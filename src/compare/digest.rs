//! SHA-256 content digests.

use std::io::{self, Read};

use sha2::{Digest, Sha256};

use crate::archive::EntrySource;

/// Hashes everything `reader` yields and returns the digest as lowercase hex.
pub fn sha256_hex<R: Read + ?Sized>(reader: &mut R) -> io::Result<String> {
    let mut hasher = Sha256::new();
    io::copy(reader, &mut hasher)?;
    Ok(format!("{:x}", hasher.finalize()))
}

/// Digest of the decompressed content of entry `index`. The stream is closed
/// before returning, on success and on error.
pub fn entry_digest<S: EntrySource + ?Sized>(source: &mut S, index: usize) -> io::Result<String> {
    let mut stream = source.open_content(index)?;
    sha256_hex(&mut stream)
}
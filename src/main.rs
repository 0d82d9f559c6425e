//! Main entry point for the zipdiff CLI app

fn main() -> std::process::ExitCode {
    if let Err(e) = zipdiff::cli_runner::run_cli_app() {
        eprintln!("Error: {}", e);
        return std::process::ExitCode::FAILURE;
    }
    std::process::ExitCode::SUCCESS
}
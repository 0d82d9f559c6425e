//! # Entry Comparison
//!
//! Decides whether two same-named entries are identical. Metadata fields are
//! checked in a fixed order and the first difference is reported; content is only
//! hashed once every metadata field agrees.

pub mod digest;

use std::fmt;

use tracing::trace;

use crate::archive::{EntryDescriptor, EntrySource};
use crate::error::{EntryMismatch, Side};

/// A metadata field of an [`EntryDescriptor`].
#[derive(Debug, Clone, Copy, PartialEq, Eq, Hash)]
pub enum MetadataField {
    UncompressedSize,
    ModifiedTime,
    CompressionMethod,
    Comment,
    ExtraData,
    NonUtf8Flag,
    CreatorVersion,
    ReaderVersion,
    Flags,
    Crc32,
    CompressedSize,
    ExternalAttributes,
}

impl MetadataField {
    /// All fields, in the order they are checked.
    pub const ALL: [MetadataField; 12] = [
        MetadataField::UncompressedSize,
        MetadataField::ModifiedTime,
        MetadataField::CompressionMethod,
        MetadataField::Comment,
        MetadataField::ExtraData,
        MetadataField::NonUtf8Flag,
        MetadataField::CreatorVersion,
        MetadataField::ReaderVersion,
        MetadataField::Flags,
        MetadataField::Crc32,
        MetadataField::CompressedSize,
        MetadataField::ExternalAttributes,
    ];

    pub fn as_str(self) -> &'static str {
        match self {
            MetadataField::UncompressedSize => "size",
            MetadataField::ModifiedTime => "modified time",
            MetadataField::CompressionMethod => "compression method",
            MetadataField::Comment => "comment",
            MetadataField::ExtraData => "extra data",
            MetadataField::NonUtf8Flag => "NonUTF8 flag",
            MetadataField::CreatorVersion => "creator version",
            MetadataField::ReaderVersion => "reader version",
            MetadataField::Flags => "flags",
            MetadataField::Crc32 => "CRC32",
            MetadataField::CompressedSize => "compressed size",
            MetadataField::ExternalAttributes => "external attributes",
        }
    }

    /// Whether `a` and `b` agree on this field.
    pub fn matches(self, a: &EntryDescriptor, b: &EntryDescriptor) -> bool {
        match self {
            MetadataField::UncompressedSize => a.uncompressed_size == b.uncompressed_size,
            MetadataField::ModifiedTime => a.modified == b.modified,
            MetadataField::CompressionMethod => a.compression_method == b.compression_method,
            MetadataField::Comment => a.comment == b.comment,
            MetadataField::ExtraData => a.extra_data == b.extra_data,
            MetadataField::NonUtf8Flag => a.non_utf8 == b.non_utf8,
            MetadataField::CreatorVersion => a.creator_version == b.creator_version,
            MetadataField::ReaderVersion => a.reader_version == b.reader_version,
            MetadataField::Flags => a.flags == b.flags,
            MetadataField::Crc32 => a.crc32 == b.crc32,
            MetadataField::CompressedSize => a.compressed_size == b.compressed_size,
            MetadataField::ExternalAttributes => a.external_attributes == b.external_attributes,
        }
    }
}

impl fmt::Display for MetadataField {
    fn fmt(&self, f: &mut fmt::Formatter<'_>) -> fmt::Result {
        f.write_str(self.as_str())
    }
}

/// First field, in check order, on which `a` and `b` disagree.
pub fn first_differing_field(a: &EntryDescriptor, b: &EntryDescriptor) -> Option<MetadataField> {
    MetadataField::ALL.into_iter().find(|field| !field.matches(a, b))
}

/// Compares entry `reference_index` of `reference` with entry `candidate_index`
/// of `candidate`.
///
/// Content streams are opened only when all metadata matches.
pub fn compare_entries<A, B>(
    reference: &mut A,
    reference_index: usize,
    candidate: &mut B,
    candidate_index: usize,
) -> Result<(), EntryMismatch>
where
    A: EntrySource + ?Sized,
    B: EntrySource + ?Sized,
{
    let a = &reference.entries()[reference_index];
    let b = &candidate.entries()[candidate_index];
    if let Some(field) = first_differing_field(a, b) {
        trace!(name = %a.name, %field, "metadata differs");
        return Err(EntryMismatch::Metadata(field));
    }

    let digest_a = digest::entry_digest(reference, reference_index).map_err(|source| {
        EntryMismatch::ContentOpen {
            side: Side::Reference,
            source,
        }
    })?;
    let digest_b = digest::entry_digest(candidate, candidate_index).map_err(|source| {
        EntryMismatch::ContentOpen {
            side: Side::Candidate,
            source,
        }
    })?;

    if digest_a != digest_b {
        return Err(EntryMismatch::Content { digest_a, digest_b });
    }
    Ok(())
}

* * *

Each entry above should be retyped exactly, with nothing missed.

filename src/compare/digest.rs
//! SHA-256 content digests.

use std::io::{self, Read};

use sha2::{Digest, Sha256};

use crate::archive::EntrySource;

/// Hashes everything `reader` yields and returns the digest as lowercase hex.
pub fn sha256_hex<R: Read + ?Sized>(reader: &mut R) -> io::Result<String> {
    let mut hasher = Sha256::new();
    io::copy(reader, &mut hasher)?;
    Ok(format!("{:x}", hasher.finalize()))
}

/// Digest of the decompressed content of entry `index`. The stream is closed
/// before returning, on success and on error.
pub fn entry_digest<S: EntrySource + ?Sized>(source: &mut S, index: usize) -> io::Result<String> {
    let mut stream = source.open_content(index)?;
    sha256_hex(&mut stream)
}
filename src/main.rs
repository 0d82d9f559c6425e
//! Main entry point for the zipdiff CLI app

fn main() -> std::process::ExitCode {
    if let Err(e) = zipdiff::cli_runner::run_cli_app() {
        eprintln!("Error: {}", e);
        return std::process::ExitCode::FAILURE;
    }
    std::process::ExitCode::SUCCESS
}
repository 0d82d9f559c6425e
//! # Entry Comparison
//!
//! Decides whether two same-named entries are identical. Metadata fields are
//! checked in a fixed order and the first difference is reported; content is only
//! hashed once every metadata field agrees.

pub mod digest;

use std::fmt;

use tracing::trace;

use crate::archive::{EntryDescriptor, EntrySource};
use crate::error::{EntryMismatch, Side};

/// A metadata field of an [`EntryDescriptor`].
#[derive(Debug, Clone, Copy, PartialEq, Eq, Hash)]
pub enum MetadataField {
    UncompressedSize,
    ModifiedTime,
    CompressionMethod,
    Comment,
    ExtraData,
    NonUtf8Flag,
    CreatorVersion,
    ReaderVersion,
    Flags,
    Crc32,
    CompressedSize,
    ExternalAttributes,
}

impl MetadataField {
    /// All fields, in the order they are checked.
    pub const ALL: [MetadataField; 12] = [
        MetadataField::UncompressedSize,
        MetadataField::ModifiedTime,
        MetadataField::CompressionMethod,
        MetadataField::Comment,
        MetadataField::ExtraData,
        MetadataField::NonUtf8Flag,
        MetadataField::CreatorVersion,
        MetadataField::ReaderVersion,
        MetadataField::Flags,
        MetadataField::Crc32,
        MetadataField::CompressedSize,
        MetadataField::ExternalAttributes,
    ];

    pub fn as_str(self) -> &'static str {
        match self {
            MetadataField::UncompressedSize => "size",
            MetadataField::ModifiedTime => "modified time",
            MetadataField::CompressionMethod => "compression method",
            MetadataField::Comment => "comment",
            MetadataField::ExtraData => "extra data",
            MetadataField::NonUtf8Flag => "NonUTF8 flag",
            MetadataField::CreatorVersion => "creator version",
            MetadataField::ReaderVersion => "reader version",
            MetadataField::Flags => "flags",
            MetadataField::Crc32 => "CRC32",
            MetadataField::CompressedSize => "compressed size",
            MetadataField::ExternalAttributes => "external attributes",
        }
    }

    /// Whether `a` and `b` agree on this field.
    pub fn matches(self, a: &EntryDescriptor, b: &EntryDescriptor) -> bool {
        match self {
            MetadataField::UncompressedSize => a.uncompressed_size == b.uncompressed_size,
            MetadataField::ModifiedTime => a.modified == b.modified,
            MetadataField::CompressionMethod => a.compression_method == b.compression_method,
            MetadataField::Comment => a.comment == b.comment,
            MetadataField::ExtraData => a.extra_data == b.extra_data,
            MetadataField::NonUtf8Flag => a.non_utf8 == b.non_utf8,
            MetadataField::CreatorVersion => a.creator_version == b.creator_version,
            MetadataField::ReaderVersion => a.reader_version == b.reader_version,
            MetadataField::Flags => a.flags == b.flags,
            MetadataField::Crc32 => a.crc32 == b.crc32,
            MetadataField::CompressedSize => a.compressed_size == b.compressed_size,
            MetadataField::ExternalAttributes => a.external_attributes == b.external_attributes,
        }
    }
}

impl fmt::Display for MetadataField {
    fn fmt(&self, f: &mut fmt::Formatter<'_>) -> fmt::Result {
        f.write_str(self.as_str())
    }
}

/// First field, in check order, on which `a` and `b` disagree.
pub fn first_differing_field(a: &EntryDescriptor, b: &EntryDescriptor) -> Option<MetadataField> {
    MetadataField::ALL.into_iter().find(|field| !field.matches(a, b))
}

/// Compares entry `reference_index` of `reference` with entry `candidate_index`
/// of `candidate`.
///
/// Content streams are opened only when all metadata matches.
pub fn compare_entries<A, B>(
    reference: &mut A,
    reference_index: usize,
    candidate: &mut B,
    candidate_index: usize,
) -> Result<(), EntryMismatch>
where
    A: EntrySource + ?Sized,
    B: EntrySource + ?Sized,
{
    let a = &reference.entries()[reference_index];
    let b = &candidate.entries()[candidate_index];
    if let Some(field) = first_differing_field(a, b) {
        trace!(name = %a.name, %field, "metadata differs");
        return Err(EntryMismatch::Metadata(field));
    }

    let digest_a = digest::entry_digest(reference, reference_index).map_err(|source| {
        EntryMismatch::ContentOpen {
            side: Side::Reference,
            source,
        }
    })?;
    let digest_b = digest::entry_digest(candidate, candidate_index).map_err(|source| {
        EntryMismatch::ContentOpen {
            side: Side::Candidate,
            source,
        }
    })?;

    if digest_a != digest_b {
        return Err(EntryMismatch::Content { digest_a, digest_b });
    }
    Ok(())
}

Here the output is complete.